**EXTRACTED ENTRIES:**
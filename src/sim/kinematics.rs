//! Shared car kinematics
//!
//! Every car owns a `Kinematics` body. The `Car` trait provides the common
//! throttle/brake/steer behavior on top of it and funnels all movement through
//! `Car::advance`, which the player uses as-is and the computer overrides with
//! its waypoint steering.

use glam::DVec2;
use serde::{Deserialize, Serialize};

use crate::heading_delta;

/// Steering direction for a single rotation step
#[derive(Debug, Clone, Copy, PartialEq, Eq)]
pub enum Turn {
    Left,
    Right,
}

/// Position, heading and speed of a car
#[derive(Debug, Clone, Serialize, Deserialize)]
pub struct Kinematics {
    /// Top-left corner of the sprite (sub-pixel)
    pub pos: DVec2,
    /// Heading in degrees, unbounded
    pub angle: f64,
    /// Signed speed along the heading
    pub vel: f64,
    pub max_vel: f64,
    /// Degrees per tick
    pub rotation_vel: f64,
    /// Velocity delta per tick
    pub acceleration: f64,
    /// Where `reset` puts the car
    pub start_pos: DVec2,
}

impl Kinematics {
    pub fn new(start_pos: DVec2, max_vel: f64, rotation_vel: f64, acceleration: f64) -> Self {
        Self {
            pos: start_pos,
            angle: 0.0,
            vel: 0.0,
            max_vel,
            rotation_vel,
            acceleration,
            start_pos,
        }
    }

    /// Reverse gear tops out at half the forward speed
    #[inline]
    pub fn max_reverse_vel(&self) -> f64 {
        -self.max_vel / 2.0
    }

    /// Move one step along the current heading at the current velocity
    #[inline]
    pub fn apply_motion(&mut self) {
        self.pos += heading_delta(self.angle, self.vel);
    }

    pub fn rotate(&mut self, turn: Turn) {
        match turn {
            Turn::Left => self.angle += self.rotation_vel,
            Turn::Right => self.angle -= self.rotation_vel,
        }
    }

    /// Back to the start position, facing up, stopped
    pub fn reset(&mut self) {
        self.pos = self.start_pos;
        self.angle = 0.0;
        self.vel = 0.0;
    }
}

/// Common behavior of the player and computer cars
pub trait Car {
    fn body(&self) -> &Kinematics;
    fn body_mut(&mut self) -> &mut Kinematics;

    /// One motion step. Variants with their own steering override this.
    fn advance(&mut self) {
        self.body_mut().apply_motion();
    }

    fn reset(&mut self) {
        self.body_mut().reset();
    }

    fn rotate(&mut self, turn: Turn) {
        self.body_mut().rotate(turn);
    }

    fn accelerate_forward(&mut self) {
        let body = self.body_mut();
        body.vel = (body.vel + body.acceleration).min(body.max_vel);
        self.advance();
    }

    fn accelerate_backward(&mut self) {
        let body = self.body_mut();
        body.vel = (body.vel - body.acceleration).max(body.max_reverse_vel());
        self.advance();
    }

    #[inline]
    fn pos(&self) -> DVec2 {
        self.body().pos
    }

    #[inline]
    fn angle(&self) -> f64 {
        self.body().angle
    }

    #[inline]
    fn vel(&self) -> f64 {
        self.body().vel
    }
}
//! Level progression and race timing
//!
//! Time is never read here; callers pass the current wall-clock time in
//! seconds so the state stays deterministic under test.

use serde::{Deserialize, Serialize};

use crate::consts::LEVELS;

/// Current level, whether its timer is running, and when it started
#[derive(Debug, Clone, PartialEq, Serialize, Deserialize)]
pub struct LevelState {
    /// 1-based
    pub level: u32,
    pub started: bool,
    /// Seconds, as reported by the clock at `start_level`
    pub level_start_time: f64,
}

impl Default for LevelState {
    fn default() -> Self {
        Self::new()
    }
}

impl LevelState {
    pub fn new() -> Self {
        Self {
            level: 1,
            started: false,
            level_start_time: 0.0,
        }
    }

    /// Move to the next level; the timer stays stopped until `start_level`
    pub fn next_level(&mut self) {
        self.level += 1;
        self.started = false;
    }

    /// Back to level 1, not started
    pub fn reset(&mut self) {
        self.level = 1;
        self.started = false;
        self.level_start_time = 0.0;
    }

    /// True once the last level has been cleared
    pub fn is_finished(&self) -> bool {
        self.level > LEVELS
    }

    pub fn start_level(&mut self, now: f64) {
        self.started = true;
        self.level_start_time = now;
    }

    /// Whole seconds since the level started, 0 while not started.
    /// Halves round to even.
    pub fn elapsed(&self, now: f64) -> u64 {
        if !self.started {
            return 0;
        }
        (now - self.level_start_time).max(0.0).round_ties_even() as u64
    }
}

#[cfg(test)]
mod tests {
    use super::*;
    use proptest::prelude::*;

    #[test]
    fn test_new_is_level_one_unstarted() {
        let state = LevelState::new();
        assert_eq!(state.level, 1);
        assert!(!state.started);
        assert_eq!(state.elapsed(1234.0), 0);
    }

    #[test]
    fn test_elapsed_rounds_to_whole_seconds() {
        let mut state = LevelState::new();
        state.start_level(100.0);
        assert_eq!(state.elapsed(100.4), 0);
        assert_eq!(state.elapsed(101.6), 2);
        assert_eq!(state.elapsed(102.5), 2);
        assert_eq!(state.elapsed(103.5), 4);
    }

    #[test]
    fn test_elapsed_is_recomputed_each_query() {
        let mut state = LevelState::new();
        state.start_level(10.0);
        assert_eq!(state.elapsed(15.0), 5);
        assert_eq!(state.elapsed(20.0), 10);
        assert_eq!(state.elapsed(15.0), 5);
    }

    #[test]
    fn test_next_level_stops_timer() {
        let mut state = LevelState::new();
        state.start_level(5.0);
        state.next_level();
        assert_eq!(state.level, 2);
        assert!(!state.started);
        assert_eq!(state.elapsed(50.0), 0);
    }

    #[test]
    fn test_finished_after_last_level() {
        let mut state = LevelState::new();
        for _ in 1..LEVELS {
            state.next_level();
            assert!(!state.is_finished());
        }
        assert_eq!(state.level, 7);
        state.next_level();
        assert!(state.is_finished());
    }

    proptest! {
        #[test]
        fn prop_reset_always_returns_to_start(levels in 0u32..20, started in any::<bool>(), t in 0.0f64..1e6) {
            let mut state = LevelState::new();
            for _ in 0..levels {
                state.next_level();
            }
            if started {
                state.start_level(t);
            }
            state.reset();
            prop_assert_eq!(state.level, 1);
            prop_assert!(!state.started);
            prop_assert_eq!(state.elapsed(t + 100.0), 0);
        }

        #[test]
        fn prop_next_level_increments(level in 1u32..50) {
            let mut state = LevelState { level, started: true, level_start_time: 1.0 };
            state.next_level();
            prop_assert_eq!(state.level, level + 1);
            prop_assert!(!state.started);
            prop_assert_eq!(state.is_finished(), level + 1 > LEVELS);
        }
    }
}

**BRIEF:** Repeat the entries above exactly, leaving nothing out.

**EXERCISE SOLUTION:**
filename src/sim/kinematics.rs
//! Shared car kinematics
//!
//! Every car owns a `Kinematics` body. The `Car` trait provides the common
//! throttle/brake/steer behavior on top of it and funnels all movement through
//! `Car::advance`, which the player uses as-is and the computer overrides with
//! its waypoint steering.

use glam::DVec2;
use serde::{Deserialize, Serialize};

use crate::heading_delta;

/// Steering direction for a single rotation step
#[derive(Debug, Clone, Copy, PartialEq, Eq)]
pub enum Turn {
    Left,
    Right,
}

/// Position, heading and speed of a car
#[derive(Debug, Clone, Serialize, Deserialize)]
pub struct Kinematics {
    /// Top-left corner of the sprite (sub-pixel)
    pub pos: DVec2,
    /// Heading in degrees, unbounded
    pub angle: f64,
    /// Signed speed along the heading
    pub vel: f64,
    pub max_vel: f64,
    /// Degrees per tick
    pub rotation_vel: f64,
    /// Velocity delta per tick
    pub acceleration: f64,
    /// Where `reset` puts the car
    pub start_pos: DVec2,
}

impl Kinematics {
    pub fn new(start_pos: DVec2, max_vel: f64, rotation_vel: f64, acceleration: f64) -> Self {
        Self {
            pos: start_pos,
            angle: 0.0,
            vel: 0.0,
            max_vel,
            rotation_vel,
            acceleration,
            start_pos,
        }
    }

    /// Reverse gear tops out at half the forward speed
    #[inline]
    pub fn max_reverse_vel(&self) -> f64 {
        -self.max_vel / 2.0
    }

    /// Move one step along the current heading at the current velocity
    #[inline]
    pub fn apply_motion(&mut self) {
        self.pos += heading_delta(self.angle, self.vel);
    }

    pub fn rotate(&mut self, turn: Turn) {
        match turn {
            Turn::Left => self.angle += self.rotation_vel,
            Turn::Right => self.angle -= self.rotation_vel,
        }
    }

    /// Back to the start position, facing up, stopped
    pub fn reset(&mut self) {
        self.pos = self.start_pos;
        self.angle = 0.0;
        self.vel = 0.0;
    }
}

/// Common behavior of the player and computer cars
pub trait Car {
    fn body(&self) -> &Kinematics;
    fn body_mut(&mut self) -> &mut Kinematics;

    /// One motion step. Variants with their own steering override this.
    fn advance(&mut self) {
        self.body_mut().apply_motion();
    }

    fn reset(&mut self) {
        self.body_mut().reset();
    }

    fn rotate(&mut self, turn: Turn) {
        self.body_mut().rotate(turn);
    }

    fn accelerate_forward(&mut self) {
        let body = self.body_mut();
        body.vel = (body.vel + body.acceleration).min(body.max_vel);
        self.advance();
    }

    fn accelerate_backward(&mut self) {
        let body = self.body_mut();
        body.vel = (body.vel - body.acceleration).max(body.max_reverse_vel());
        self.advance();
    }

    #[inline]
    fn pos(&self) -> DVec2 {
        self.body().pos
    }

    #[inline]
    fn angle(&self) -> f64 {
        self.body().angle
    }

    #[inline]
    fn vel(&self) -> f64 {
        self.body().vel
    }
}
//! Level progression and race timing
//!
//! Time is never read here; callers pass the current wall-clock time in
//! seconds so the state stays deterministic under test.

use serde::{Deserialize, Serialize};

use crate::consts::LEVELS;

/// Current level, whether its timer is running, and when it started
#[derive(Debug, Clone, PartialEq, Serialize, Deserialize)]
pub struct LevelState {
    /// 1-based
    pub level: u32,
    pub started: bool,
    /// Seconds, as reported by the clock at `start_level`
    pub level_start_time: f64,
}

impl Default for LevelState {
    fn default() -> Self {
        Self::new()
    }
}

impl LevelState {
    pub fn new() -> Self {
        Self {
            level: 1,
            started: false,
            level_start_time: 0.0,
        }
    }

    /// Move to the next level; the timer stays stopped until `start_level`
    pub fn next_level(&mut self) {
        self.level += 1;
        self.started = false;
    }

    /// Back to level 1, not started
    pub fn reset(&mut self) {
        self.level = 1;
        self.started = false;
        self.level_start_time = 0.0;
    }

    /// True once the last level has been cleared
    pub fn is_finished(&self) -> bool {
        self.level > LEVELS
    }

    pub fn start_level(&mut self, now: f64) {
        self.started = true;
        self.level_start_time = now;
    }

    /// Whole seconds since the level started, 0 while not started.
    /// Halves round to even.
    pub fn elapsed(&self, now: f64) -> u64 {
        if !self.started {
            return 0;
        }
        (now - self.level_start_time).max(0.0).round_ties_even() as u64
    }
}

#[cfg(test)]
mod tests {
    use super::*;
    use proptest::prelude::*;

    #[test]
    fn test_new_is_level_one_unstarted() {
        let state = LevelState::new();
        assert_eq!(state.level, 1);
        assert!(!state.started);
        assert_eq!(state.elapsed(1234.0), 0);
    }

    #[test]
    fn test_elapsed_rounds_to_whole_seconds() {
        let mut state = LevelState::new();
        state.start_level(100.0);
        assert_eq!(state.elapsed(100.4), 0);
        assert_eq!(state.elapsed(101.6), 2);
        assert_eq!(state.elapsed(102.5), 2);
        assert_eq!(state.elapsed(103.5), 4);
    }

    #[test]
    fn test_elapsed_is_recomputed_each_query() {
        let mut state = LevelState::new();
        state.start_level(10.0);
        assert_eq!(state.elapsed(15.0), 5);
        assert_eq!(state.elapsed(20.0), 10);
        assert_eq!(state.elapsed(15.0), 5);
    }

    #[test]
    fn test_next_level_stops_timer() {
        let mut state = LevelState::new();
        state.start_level(5.0);
        state.next_level();
        assert_eq!(state.level, 2);
        assert!(!state.started);
        assert_eq!(state.elapsed(50.0), 0);
    }

    #[test]
    fn test_finished_after_last_level() {
        let mut state = LevelState::new();
        for _ in 1..LEVELS {
            state.next_level();
            assert!(!state.is_finished());
        }
        assert_eq!(state.level, 7);
        state.next_level();
        assert!(state.is_finished());
    }

    proptest! {
        #[test]
        fn prop_reset_always_returns_to_start(levels in 0u32..20, started in any::<bool>(), t in 0.0f64..1e6) {
            let mut state = LevelState::new();
            for _ in 0..levels {
                state.next_level();
            }
            if started {
                state.start_level(t);
            }
            state.reset();
            prop_assert_eq!(state.level, 1);
            prop_assert!(!state.started);
            prop_assert_eq!(state.elapsed(t + 100.0), 0);
        }

        #[test]
        fn prop_next_level_increments(level in 1u32..50) {
            let mut state = LevelState { level, started: true, level_start_time: 1.0 };
            state.next_level();
            prop_assert_eq!(state.level, level + 1);
            prop_assert!(!state.started);
            prop_assert_eq!(state.is_finished(), level + 1 > LEVELS);
        }
    }
}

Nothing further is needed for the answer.